Der Bund für Umwelt und Naturschutz Deutschland (BUND), Greenpeace, die Verbraucher Initiative und Women in Europe for a Common Future (WECF) zeigten sich in einer gemeinsamen Erklärung erleichtert, dass der EP-Umweltausschuss die Beweislast für die Sicherheit von Chemikalien bei der Industrie belassen hat. Damit hätte der Umweltausschuss einen Grundpfeiler der Chemikalienreform gestärkt. Positiv bewerteten sie auch, dass unakzeptable Chemikalien beim Vorhandensein von Alternativen ersetzt werden müssten. Allerdings kritisierten die Verbände, dass die Verordnung in der gegenwärtigen Form noch immer nicht ausreiche, um einen sicheren Schutz der Umwelt und der Bevölkerung vor giftigen Chemikalien zu garantieren.

Patricia Cameron, BUND-Chemikalienexpertin: „Der Umweltausschuss hat erfreulicherweise den Angriffen der Industrie auf REACH eine Absage erteilt. Dieses Ergebnis zeigt klar, dass am ursprünglichen Ziel, die Umwelt vor giftigen Chemikalien zu schützen, festgehalten wird.“

Allerdings wird der Entschluss, dass für 20.000 der Chemikalien zwischen ein und zehn Tonnen Jahresproduktion weiterhin keine ausreichenden Sicherheitsdaten geliefert werden müssen, von den Gruppen negativ bewertet. Dieses sei jedoch die Voraussetzung für Identifizierung und Ersatz gefährlicher Chemikalien. „Hier ist der Umweltausschuss gegenüber der Chemieindustrie eingeknickt und nimmt in Kauf, dass die Identifizierung von umweltschädlichen Chemikalien verhindert wird.“ so Sonja Haider vom WECF.
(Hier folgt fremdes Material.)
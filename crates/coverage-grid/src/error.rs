//! Error types for axis construction.

use thiserror::Error;

/// Errors raised when building an axis from coordinate values.
///
/// These are construction-time validation failures: no axis object is ever
/// observable in a partially built state. Lookup misses on a valid axis are
/// reported as `None`, never as errors.
#[derive(Debug, Error)]
pub enum AxisError {
    /// The supplied value sequence was empty.
    #[error("axis values must contain at least one coordinate")]
    Empty,

    /// A value could not be ordered (NaN or infinite).
    #[error("axis value at position {index} is not a valid coordinate")]
    Invalid { index: usize },

    /// Adjacent values failed to strictly increase after orientation
    /// normalization (includes exact duplicates).
    #[error("axis values must increase or decrease strictly monotonically (violation at position {index})")]
    NonMonotonic { index: usize },
}

/// Result type for axis construction.
pub type Result<T> = std::result::Result<T, AxisError>;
Enttäuschung bei der chemischen Industrie

Die chemische Industrie in Deutschland dagegen kritisierte die Entscheidung des Umweltausschuss heftig. Wie der Verband der Chemischen Industrie (VCI) in Frankfurt in einer ersten Stellungnahme betonte, habe der Umweltausschuss mit seinem Votum nicht der Notwendigkeit Rechnung getragen, REACH praktikabler und kosteneffizienter zu machen.

„Wenn es nach dem Umweltausschuss geht, bleibt REACH so bürokratisch und unverhältnismäßig teuer, wie es die EU-Kommission vor zwei Jahren konzipiert hat“, erklärte Gerd Romanowski vom VCI. Vor allem mittelständische Unternehmen würden so immense Schwierigkeiten bekommen, REACH umzusetzen. Dies hätten zahlreiche Praxistests und Untersuchungen zu den wirtschaftlichen Auswirkungen eindeutig belegt.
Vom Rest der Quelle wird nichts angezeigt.